I agree. I am not sure what could work here.

>>>> Can environment variables effect a build of RTEMS? If so you either need to
>>>> include them somehow or have waf ignore them.
>>> I don't know waf good enough. If some environment variables are set during ./waf
>>> configure a warning is printed. I don't know, if environment variables are used
>>> during ./waf build.
>> I am the same. I noted it as a matter of being complete while we discuss this
>> topic. Would something in the documentation in relation to configuration
>> management be suitable?
>>>>> My point is that we need a key reported by the BSP and then some performance
>>>>> limits which can be found by arch/bsp/key to check if there are performance
>>>>> regressions.
>>>> I am missing the place where the performance limits are held. Do the tests
>>>> report timing values and the checks against the limits happen on a host?
>>> Yes, this is what I proposed.
>> Thanks and sorry for not picking up on this before now. It makes sense to do it
>> this way.
> I chimed in on the idea of not using a hash, because of the opaqueness
> of the specification and difficulty to derive what should be
> reasonable performance based on small configuration changes from a
> standard set. In that case, we do punt some responsibility to the end
> user to start from a configuration with a known hash and performance
> bounds before defining their own. Otherwise, the best they can do is
> like what we do: run it, record the measurements, and use those as the
> bounds moving forward.
> When a user sends us a report saying my configuration
> a/lwjeVQ:H#TIHFOAH doesn't match the performance of
> z./hleg.khEHWIWEHFWHFE then we can have this conversation again. :)

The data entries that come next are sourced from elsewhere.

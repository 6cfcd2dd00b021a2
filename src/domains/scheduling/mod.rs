//! Scheduling domain module.
//!
//! Turns a caller's "send this email later" intent into a value the Resend API
//! accepts, or rejects it before any network call is made.
//!
//! ## Architecture
//!
//! - `request.rs` - Scheduling modes, requests and normalized results
//! - `validator.rs` - The `normalize` operation
//! - `patterns.rs` - Recognizable temporal phrasings
//! - `error.rs` - Validation errors
//!
//! The reference instant ("now") is always passed in by the caller, which
//! keeps `normalize` a pure function.

mod error;
mod patterns;
mod request;
mod validator;

pub use error::ScheduleError;
pub use request::{NormalizedSchedule, ScheduleMode, ScheduleRequest, ScheduleWarning};
pub use validator::{MAX_LOOKAHEAD_DAYS, normalize};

If the user is basing their figures on a set of results we publish would
providing a description in the YAML be sufficient? This moves the burden of
maintenance from being internal to RTEMS to outside. And I am fine if there are
mandatory informational fields.


>>> An alternative would be to generate tables with
>>> performance limits and excessive C preprocessor conditionals and let the tests
>>> check the limits. Another option is to let the build system generate the tables.
>>> This would require that the performance limits are a part of the build
>>> specification.
>>> The proposed work flow would be something like this:
>>> 1. You select a board to use for long term performance tests.
>>> 2. You define a set of configurations you want to test.
>>> 3. You do an initial run of the test suite for each configuration. The RTEMS
>>> Tester provides you with a machine readable output (test data) of the test run
>>> with the raw test output per test executable and some meta information (TODO).
>>> 4. A tool reads the  test data and the RTEMS specification and updates the
>>> specification with the performance limits obtained from the test run (maybe with
>>> some simple transformation, for example increase maximum by 10% and round to
>>> microseconds).
>>> 5. You review the performance limits and then commit them.
>>> 6. Later you run the tests with a new RTEMS commit, get the performance values,
>>> compare them against the limits stored in the specification, and generate a report.
>>> In the specification items the limits are stored like this:
>>> limits:
>>>       sparc/gr712rc:
>>>         DirtyCache:
>>>           max-upper-bound: 0.000005
>>>           mean-upper-bound: 0.000005
>>> So each BSP has a separate block of lines. This avoids trouble with merge
>>> conflicts.
>>> As discussed above, using arch/bsp as a key is not enough. We need to include
>>> other things, so it should be really:
>>> limits:
>>>       sparc/gr712rc/something-in-addition:
>>           configs:
>>             - 1727638abd7188282ef
>>             - 19292efab87ade8928e
>>             - etc
>>>         DirtyCache:
>>>           max-upper-bound: 0.000005
>>>           mean-upper-bound: 0.000005
>> Nice. I think a hash still works. I would use it to raise an "alert" if it does
>> not match any listed value. By an "alert" I am attempting to avoid error or
>> warning because this depends on the context. A qualified system may want this to
>> be an error while a warning for me is OK if the timing figures are being achieved.